Check each line of the records below for the word "crate" and copy those where it appears.
[DATA FOR THIS TASK — start]
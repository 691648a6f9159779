//! The emitted function.

use crate::op::{Block, Operation};
use crate::types::{OpId, RegionId, Type, Value, ValueDef};

/// Function signature: tensor arguments (inputs then outputs) and result types.
#[derive(Debug, Clone, PartialEq, Eq, Hash)]
pub struct Signature {
    pub args: Vec<Type>,
    pub results: Vec<Type>,
}

#[derive(Debug, Clone, PartialEq)]
pub(crate) struct ValueInfo {
    pub ty: Type,
    pub def: ValueDef,
}

/// A single tile-level function with arena-allocated values, operations, and regions.
///
/// Programs compare structurally: two programs built by the same sequence of builder calls are
/// equal.
#[derive(Debug, Clone, PartialEq)]
pub struct Program {
    pub name: String,
    pub signature: Signature,
    pub(crate) values: Vec<ValueInfo>,
    pub(crate) ops: Vec<Operation>,
    pub(crate) regions: Vec<Block>,
    pub(crate) body: RegionId,
}

impl Program {
    pub fn body(&self) -> RegionId {
        self.body
    }

    pub fn args(&self) -> &[Value] {
        &self.regions[self.body.0 as usize].args
    }

    pub fn ty(&self, value: Value) -> &Type {
        &self.values[value.index()].ty
    }

    pub fn def(&self, value: Value) -> ValueDef {
        self.values[value.index()].def
    }

    pub fn op(&self, id: OpId) -> &Operation {
        &self.ops[id.0 as usize]
    }

    pub fn block(&self, region: RegionId) -> &Block {
        &self.regions[region.0 as usize]
    }

    pub fn num_values(&self) -> usize {
        self.values.len()
    }

    /// All operations in creation order.
    pub fn ops(&self) -> impl Iterator<Item = (OpId, &Operation)> {
        self.ops.iter().enumerate().map(|(i, op)| (OpId(i as u32), op))
    }

    /// Operations of `region` and all nested regions, in program order.
    pub fn walk(&self, region: RegionId, f: &mut impl FnMut(OpId, &Operation)) {
        for &id in &self.block(region).ops {
            let op = self.op(id);
            f(id, op);
            for &nested in &op.regions {
                self.walk(nested, f);
            }
        }
    }
}
//! Static resource estimates for emitted programs.

use tilegen_ir::{OpKind, Program};

/// Shared memory needed by the program's dot operations.
///
/// Each dot stages its two operand tiles in shared memory once per pipeline stage; dots do not
/// overlap, so the largest one decides.
pub fn estimate_shared_memory(program: &Program, num_stages: usize) -> usize {
    let mut largest = 0;
    program.walk(program.body(), &mut |_, op| {
        if matches!(op.kind, OpKind::Dot) {
            let operands: usize = op.operands[..2].iter().map(|&v| program.ty(v).bytes()).sum();
            largest = largest.max(operands);
        }
    });
    largest * num_stages.max(1)
}
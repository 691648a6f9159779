//! Result type inference.
//!
//! The builder infers result types through [`infer_result_types`] when an operation is created, and
//! the verifier re-runs it over the finished program, so both agree on every typing rule.

use smallvec::{SmallVec, smallvec};
use snafu::ensure;
use tilegen_dtype::DType;

use crate::error::*;
use crate::op::OpKind;
use crate::types::{Dims, Type};

pub type Types = SmallVec<[Type; 1]>;

fn expect_count(op: &'static str, operands: &[Type], expected: usize) -> Result<()> {
    ensure!(operands.len() == expected, OperandCountSnafu { op, expected, actual: operands.len() });
    Ok(())
}

fn invalid<T>(op: &'static str, reason: impl Into<String>) -> Result<T> {
    InvalidOperandsSnafu { op, reason: reason.into() }.fail()
}

fn is_permutation(order: &[usize], rank: usize) -> bool {
    let mut seen: SmallVec<[bool; 4]> = smallvec![false; rank];
    order.len() == rank && order.iter().all(|&d| d < rank && !std::mem::replace(&mut seen[d], true))
}

fn expect_tensor<'t>(op: &'static str, ty: &'t Type) -> Result<&'t [i64]> {
    match ty {
        Type::Tensor { shape, .. } if !shape.is_empty() => Ok(shape),
        other => invalid(op, format!("expected a non 0-D tensor, got {other}")),
    }
}

fn expect_index(op: &'static str, types: &[Type]) -> Result<()> {
    for ty in types {
        if *ty != Type::Scalar(DType::Index) {
            return invalid(op, format!("expected index scalar, got {ty}"));
        }
    }
    Ok(())
}

/// Result types of `kind` applied to operands of the given types.
pub fn infer_result_types(kind: &OpKind, operands: &[Type]) -> Result<Types> {
    let op = kind.mnemonic();
    Ok(match kind {
        OpKind::GetProgramId { .. } => {
            expect_count(op, operands, 0)?;
            smallvec![Type::Scalar(DType::Int32)]
        }
        OpKind::Constant { ty, .. } => {
            expect_count(op, operands, 0)?;
            smallvec![ty.clone()]
        }
        OpKind::MakeRange { start, end } => {
            expect_count(op, operands, 0)?;
            ensure!(end > start, InvalidOperandsSnafu { op, reason: format!("empty range [{start}, {end})") });
            smallvec![Type::tensor([(*end - *start) as i64], DType::Int32)]
        }
        OpKind::Splat { shape } => {
            expect_count(op, operands, 1)?;
            if !operands[0].is_scalar() || shape.is_empty() {
                return invalid(op, format!("cannot splat {} to {shape:?}", operands[0]));
            }
            smallvec![Type::tensor(shape.iter().copied(), operands[0].element())]
        }
        OpKind::Broadcast { shape } => {
            expect_count(op, operands, 1)?;
            let input = expect_tensor(op, &operands[0])?;
            let compatible = input.len() == shape.len() && input.iter().zip(shape).all(|(&i, &o)| i == o || i == 1);
            if !compatible {
                return invalid(op, format!("cannot broadcast {input:?} to {shape:?}"));
            }
            smallvec![Type::tensor(shape.iter().copied(), operands[0].element())]
        }
        OpKind::ExpandDims { axis } => {
            expect_count(op, operands, 1)?;
            let input = expect_tensor(op, &operands[0])?;
            ensure!(*axis <= input.len(), InvalidOperandsSnafu { op, reason: format!("axis {axis} out of range") });
            let mut shape: Dims = input.iter().copied().collect();
            shape.insert(*axis, 1);
            smallvec![Type::tensor(shape, operands[0].element())]
        }
        OpKind::Reshape { shape, .. } => {
            expect_count(op, operands, 1)?;
            let input = expect_tensor(op, &operands[0])?;
            let (from, to): (i64, i64) = (input.iter().product(), shape.iter().product());
            if shape.is_empty() || from != to {
                return invalid(op, format!("cannot reshape {input:?} to {shape:?}"));
            }
            smallvec![Type::tensor(shape.iter().copied(), operands[0].element())]
        }
        OpKind::Trans { order } => {
            expect_count(op, operands, 1)?;
            let input = expect_tensor(op, &operands[0])?;
            if !is_permutation(order, input.len()) {
                return invalid(op, format!("{order:?} is not a permutation of rank {}", input.len()));
            }
            smallvec![Type::tensor(order.iter().map(|&d| input[d]), operands[0].element())]
        }
        OpKind::Reduce { axis } => {
            expect_count(op, operands, 1)?;
            let input = expect_tensor(op, &operands[0])?;
            ensure!(*axis < input.len(), InvalidOperandsSnafu { op, reason: format!("axis {axis} out of range") });
            let shape: Dims = input.iter().enumerate().filter(|&(d, _)| d != *axis).map(|(_, &s)| s).collect();
            smallvec![Type::tile(&shape, operands[0].element())]
        }
        OpKind::For => {
            ensure!(operands.len() >= 3, OperandCountSnafu { op, expected: 3usize, actual: operands.len() });
            for bound in &operands[..3] {
                if *bound != Type::Scalar(DType::Int64) {
                    return invalid(op, format!("loop bounds must be i64, got {bound}"));
                }
            }
            operands[3..].iter().cloned().collect()
        }
        OpKind::If { results } => {
            expect_count(op, operands, 1)?;
            if operands[0] != Type::Scalar(DType::Bool) {
                return invalid(op, format!("condition must be i1, got {}", operands[0]));
            }
            results.clone()
        }
        OpKind::Yield | OpKind::ReduceReturn | OpKind::Return => SmallVec::new(),
        OpKind::Extract { tile, layout } => {
            let Some(source) = operands.first() else {
                return OperandCountSnafu { op, expected: 1usize, actual: 0usize }.fail();
            };
            let rank = source.rank();
            ensure!(source.is_tensor() && rank > 0, InvalidOperandsSnafu { op, reason: format!("bad source {source}") });
            expect_count(op, operands, 1 + 2 * rank)?;
            expect_index(op, &operands[1..])?;
            if tile.len() != rank || !is_permutation(layout, rank) {
                return invalid(op, format!("tile {tile:?} / layout {layout:?} do not match rank {rank}"));
            }
            smallvec![Type::tensor(tile.iter().copied(), source.element())]
        }
        OpKind::Insert { layout } => {
            ensure!(operands.len() >= 2, OperandCountSnafu { op, expected: 2usize, actual: operands.len() });
            let (tile, dest) = (&operands[0], &operands[1]);
            let rank = dest.rank();
            expect_tensor(op, tile)?;
            expect_count(op, operands, 2 + 2 * rank)?;
            expect_index(op, &operands[2..])?;
            if tile.rank() != rank || tile.element() != dest.element() || !is_permutation(layout, rank) {
                return invalid(op, format!("cannot insert {tile} into {dest}"));
            }
            smallvec![dest.clone()]
        }
        OpKind::TensorExtract => {
            expect_count(op, operands, 1)?;
            if !operands[0].is_tensor() || operands[0].rank() != 0 {
                return invalid(op, format!("expected a 0-D tensor, got {}", operands[0]));
            }
            smallvec![Type::Scalar(operands[0].element())]
        }
        OpKind::TensorInsert => {
            expect_count(op, operands, 2)?;
            let (value, dest) = (&operands[0], &operands[1]);
            if !value.is_scalar() || !dest.is_tensor() || dest.rank() != 0 || value.element() != dest.element() {
                return invalid(op, format!("cannot insert {value} into {dest}"));
            }
            smallvec![dest.clone()]
        }
        OpKind::Unary(u) => {
            expect_count(op, operands, 1)?;
            ensure!(
                u.is_valid_for(operands[0].element()),
                InvalidOperandsSnafu { op, reason: format!("{u:?} on {}", operands[0]) }
            );
            smallvec![operands[0].clone()]
        }
        OpKind::Binary(b) => {
            expect_count(op, operands, 2)?;
            if operands[0] != operands[1] || !b.is_valid_for(operands[0].element()) {
                return invalid(op, format!("{b:?} on {} and {}", operands[0], operands[1]));
            }
            smallvec![operands[0].clone()]
        }
        OpKind::Cmp(_) => {
            expect_count(op, operands, 2)?;
            if operands[0] != operands[1] {
                return invalid(op, format!("cannot compare {} and {}", operands[0], operands[1]));
            }
            smallvec![operands[0].with_element(DType::Bool)]
        }
        OpKind::Select => {
            expect_count(op, operands, 3)?;
            let (cond, t, f) = (&operands[0], &operands[1], &operands[2]);
            if cond.element() != DType::Bool || cond.shape() != t.shape() || t != f {
                return invalid(op, format!("select({cond}, {t}, {f})"));
            }
            smallvec![t.clone()]
        }
        OpKind::Cast { to } => {
            expect_count(op, operands, 1)?;
            smallvec![operands[0].with_element(*to)]
        }
        OpKind::Dot => {
            expect_count(op, operands, 3)?;
            let (lhs, rhs, acc) = (&operands[0], &operands[1], &operands[2]);
            let ok = lhs.rank() == 2
                && rhs.rank() == 2
                && acc.rank() == 2
                && lhs.is_tensor()
                && lhs.shape()[1] == rhs.shape()[0]
                && acc.shape() == [lhs.shape()[0], rhs.shape()[1]]
                && lhs.element() == rhs.element();
            if !ok {
                return invalid(op, format!("dot({lhs}, {rhs}, {acc})"));
            }
            smallvec![acc.clone()]
        }
    })
}
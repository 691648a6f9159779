//! Reductions and their tail masks.

use smallvec::smallvec;
use tilegen_dtype::{BinaryOp, ConstValue, DType};
use tilegen_graph::{ComputationId, GraphBuilder, Node, Opcode, Shape};

use crate::ErrorKind;
use crate::test::helpers::*;

fn reducer(g: &mut GraphBuilder, op: BinaryOp) -> ComputationId {
    let r = g.computation("reducer");
    let lhs = g.push(r, param("lhs", 0, DType::Float32, &[]));
    let rhs = g.push(r, param("rhs", 1, DType::Float32, &[]));
    let combined = g.push(r, binary("combined", op, DType::Float32, &[], lhs, rhs));
    g.set_roots(r, [combined]);
    r
}

fn row_reduce(cols: i64, op: BinaryOp, init: f64) -> tilegen_graph::FusionGraph {
    let mut g = GraphBuilder::new("row_reduce");
    let r = reducer(&mut g, op);
    let c = g.computation("entry");
    let p0 = g.push(c, param("p0", 0, DType::Float32, &[2, cols]));
    let init = g.push(c, scalar_const("init", ConstValue::Float(init), DType::Float32));
    let reduce = Node::new(
        "reduce",
        Opcode::Reduce { dimensions: smallvec![1], reducer: r },
        DType::Float32,
        Shape::new([2]),
        [p0, init],
    );
    let reduce = g.push(c, reduce);
    g.set_roots(c, [reduce]);
    g.finish(c).expect("valid graph")
}

/// Five columns are padded to eight; the three padding lanes must not reach the sum even though
/// the load fills them with garbage.
#[test]
fn test_reduce_masks_padded_tail() {
    let kernel = emit(&row_reduce(5, BinaryOp::Add, 0.0)).expect("emission failed");

    assert!(kernel.text.contains("arith.select"), "Missing tail mask:\n{}", kernel.text);
    assert!(kernel.text.contains("tt.make_range {start = 0, end = 8}"), "Unexpected padding:\n{}", kernel.text);

    let input = iota_tensor(&[2, 5]);
    let out = run_kernel(&kernel, 1, &[input], 1000.0);
    assert_eq!(out[0], tensor(&[2], vec![10.0, 35.0]));
}

#[test]
fn test_power_of_two_reduce_has_no_mask() {
    let kernel = emit(&row_reduce(8, BinaryOp::Max, f64::NEG_INFINITY)).expect("emission failed");

    assert!(!kernel.text.contains("arith.select"), "Unexpected mask:\n{}", kernel.text);
    let out = run_kernel(&kernel, 1, &[iota_tensor(&[2, 8])], 0.0);
    assert_eq!(out[0], tensor(&[2], vec![7.0, 15.0]));
}

#[test]
fn test_masked_max_ignores_fill() {
    let kernel = emit(&row_reduce(3, BinaryOp::Max, f64::NEG_INFINITY)).expect("emission failed");

    let input = tensor(&[2, 3], vec![-5.0, -2.0, -9.0, -1.0, -8.0, -3.0]);
    let out = run_kernel(&kernel, 1, &[input], 50.0);
    assert_eq!(out[0], tensor(&[2], vec![-2.0, -1.0]));
}

#[test]
fn test_multi_dimension_reduce_is_unsupported() {
    let mut g = GraphBuilder::new("full");
    let r = reducer(&mut g, BinaryOp::Add);
    let c = g.computation("entry");
    let p0 = g.push(c, param("p0", 0, DType::Float32, &[2, 4]));
    let init = g.push(c, scalar_const("init", ConstValue::Float(0.0), DType::Float32));
    let reduce = Node::new(
        "reduce",
        Opcode::Reduce { dimensions: smallvec![0, 1], reducer: r },
        DType::Float32,
        Shape::scalar(),
        [p0, init],
    );
    let reduce = g.push(c, reduce);
    g.set_roots(c, [reduce]);

    let err = emit(&g.finish(c).expect("valid graph")).expect_err("two reduction dimensions");
    assert_eq!(err.kind(), ErrorKind::Unsupported);
}

#[test]
fn test_partial_reduction_tile_is_rejected() {
    let mut g = GraphBuilder::new("partial");
    let r = reducer(&mut g, BinaryOp::Add);
    let c = g.computation("entry");
    let p0 = g.push(c, grid(param("p0", 0, DType::Float32, &[2, 16]), &[2, 8]));
    let init = g.push(c, scalar_const("init", ConstValue::Float(0.0), DType::Float32));
    let reduce = Node::new(
        "reduce",
        Opcode::Reduce { dimensions: smallvec![1], reducer: r },
        DType::Float32,
        Shape::new([2]),
        [p0, init],
    );
    let reduce = g.push(c, reduce);
    g.set_roots(c, [reduce]);

    let err = emit(&g.finish(c).expect("valid graph")).expect_err("reduction dimension is split");
    assert_eq!(err.kind(), ErrorKind::Precondition);
}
[DATA FOR THIS TASK — finish]
→ OUTPUT OF THE TASK
use crate::op::{Block, Operation};
use crate::types::{OpId, RegionId, Type, Value, ValueDef};
pub(crate) struct ValueInfo {
    pub(crate) values: Vec<ValueInfo>,
    pub(crate) ops: Vec<Operation>,
    pub(crate) regions: Vec<Block>,
    pub(crate) body: RegionId,
use crate::error::*;
use crate::op::OpKind;
use crate::types::{Dims, Type};
use crate::ErrorKind;
use crate::test::helpers::*;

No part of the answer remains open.